A big benefit of creating a structure with end-to-end revenue insight is that you can compensate your revenue teams based on KPIs that are typically deeper in the funnel, Snow says. 

For example, if you have a standalone marketing team, it's difficult to measure success based on something like converted opportunities, because that metric usually lives on the sales side of the house. If you have revenue under one funnel, then it becomes a little bit easier because each team uses the same systems and the same processes.

That's what Divvy does. They measure the performance of each team one level deeper in the funnel than they have control over. Compensation isn’t just based on whether a handoff happens— the handoff needs to be successful.

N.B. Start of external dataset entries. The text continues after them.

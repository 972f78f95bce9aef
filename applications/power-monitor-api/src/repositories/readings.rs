use chrono::{DateTime, Utc};
use serde::Serialize;
use std::collections::{BTreeMap, VecDeque};
use tokio::sync::RwLock;

use crate::ingest::RegisterSnapshot;

#[derive(Debug, Clone, PartialEq, Serialize)]
pub struct LatestReading {
    pub slave_id: u16,
    pub snapshot: RegisterSnapshot,
    pub received_at: DateTime<Utc>,
}

#[derive(Debug, Clone, PartialEq, Serialize)]
pub struct PowerSample {
    pub slave_id: u16,
    pub power_watts: f64,
    pub ts: DateTime<Utc>,
}

/// Latest frame per slave plus a bounded power history for the chart.
pub struct ReadingsRepository {
    latest: RwLock<BTreeMap<u16, LatestReading>>,
    history: RwLock<VecDeque<PowerSample>>,
    capacity: usize,
}

impl ReadingsRepository {
    /// `capacity` is clamped to at least one sample.
    pub fn new(capacity: usize) -> Self {
        let capacity = capacity.max(1);
        Self {
            latest: RwLock::new(BTreeMap::new()),
            history: RwLock::new(VecDeque::with_capacity(capacity.min(1024))),
            capacity,
        }
    }

    pub async fn record(&self, slave_id: u16, snapshot: RegisterSnapshot, received_at: DateTime<Utc>) {
        self.latest.write().await.insert(
            slave_id,
            LatestReading {
                slave_id,
                snapshot,
                received_at,
            },
        );

        if let Some(power_watts) = snapshot.power_watts {
            let mut history = self.history.write().await;
            while history.len() >= self.capacity {
                history.pop_front();
            }
            history.push_back(PowerSample {
                slave_id,
                power_watts,
                ts: received_at,
            });
        }
    }

    /// Latest frame of every slave that has reported, ordered by slave id.
    pub async fn latest(&self) -> Vec<LatestReading> {
        self.latest.read().await.values().cloned().collect()
    }

    /// Oldest-first samples at or after `since`, at most `limit` of them.
    pub async fn power_history(&self, since: DateTime<Utc>, limit: usize) -> Vec<PowerSample> {
        let mut samples: Vec<PowerSample> = self
            .history
            .read()
            .await
            .iter()
            .filter(|s| s.ts >= since)
            .cloned()
            .collect();
        samples.sort_by_key(|s| s.ts);
        samples.truncate(limit);
        samples
    }
}

#[cfg(test)]
mod tests {
    use super::*;
    use chrono::Duration;

    fn snapshot(power: f64) -> RegisterSnapshot {
        RegisterSnapshot {
            power_watts: Some(power),
            ..RegisterSnapshot::default()
        }
    }

    #[tokio::test]
    async fn test_latest_keeps_newest_frame_per_slave() {
        let repo = ReadingsRepository::new(10);
        let t0 = Utc::now();
        repo.record(7, snapshot(10.0), t0).await;
        repo.record(5, snapshot(20.0), t0).await;
        repo.record(7, snapshot(30.0), t0 + Duration::seconds(2)).await;

        let latest = repo.latest().await;
        assert_eq!(latest.len(), 2);
        assert_eq!(latest[0].slave_id, 5);
        assert_eq!(latest[1].snapshot.power_watts, Some(30.0));
        assert_eq!(latest[1].received_at, t0 + Duration::seconds(2));
    }

    #[tokio::test]
    async fn test_history_is_bounded() {
        let repo = ReadingsRepository::new(3);
        let t0 = Utc::now();
        for i in 0..5 {
            repo.record(5, snapshot(i as f64), t0 + Duration::seconds(i)).await;
        }

        let samples = repo.power_history(t0 - Duration::hours(1), 100).await;
        let powers: Vec<f64> = samples.iter().map(|s| s.power_watts).collect();
        assert_eq!(powers, vec![2.0, 3.0, 4.0]);
    }

    #[tokio::test]
    async fn test_zero_capacity_keeps_latest_sample() {
        let repo = ReadingsRepository::new(0);
        let t0 = Utc::now();
        repo.record(5, snapshot(10.0), t0).await;
        repo.record(5, snapshot(20.0), t0 + Duration::seconds(1)).await;

        let samples = repo.power_history(t0 - Duration::hours(1), 100).await;
        let powers: Vec<f64> = samples.iter().map(|s| s.power_watts).collect();
        assert_eq!(powers, vec![20.0]);
    }

    #[tokio::test]
    async fn test_history_window_and_limit() {
        let repo = ReadingsRepository::new(100);
        let t0 = Utc::now();
        for i in 0..10 {
            repo.record(5, snapshot(i as f64), t0 + Duration::minutes(i)).await;
        }

        let samples = repo.power_history(t0 + Duration::minutes(4), 3).await;
        let powers: Vec<f64> = samples.iter().map(|s| s.power_watts).collect();
        assert_eq!(powers, vec![4.0, 5.0, 6.0]);
    }

    #[tokio::test]
    async fn test_frames_without_power_are_not_charted() {
        let repo = ReadingsRepository::new(10);
        let now = Utc::now();
        repo.record(5, RegisterSnapshot::default(), now).await;

        assert_eq!(repo.latest().await.len(), 1);
        assert!(repo.power_history(now - Duration::hours(1), 10).await.is_empty());
    }
}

This approach encourages partnership and alignment between the teams. It also discourages blame, and Snow’s teams have realized they’re better off spending their efforts on how to improve together.  

Divvy has found that not everyone is ready for this kind of compensation model, because it requires a lot of trust. But when they’re hiring, using this as a measuring stick allows them to recruit what Snow believes is the very best people in their discipline.

Recruits that like the idea of being measured on something that potentially no one has ever measured them on—those are the types of people Snow wants on his team. 

4. Build a culture of trust and teamwork

In order to achieve true alignment between the teams, you need to nurture a culture of trust. One of the ways Divvy cultivates trust is by asking everyone to commit to a principle called “loyalty to those not present.”

Essentially, this boils down to not talking about somebody else's work. If you’re a sales leader or a sales rep, and you have a complaint about marketing, then everyone needs to be involved in that conversation. 

Abiding by this principle doesn't mean there’s never conflict—the goal is to make the conflict healthy and productive. Snow and his teams have spent time in meetings with people passionately engaged in debate, but also getting to the bottom of challenges they can address. 

Divvy’s practices allow them to trust that everything's happening in a very transparent way, which has made them stronger as a company. This not only strengthens handoffs— it’s led to improved employee satisfaction and more reliable revenue.

And that’s something everyone in revenue operations can get behind.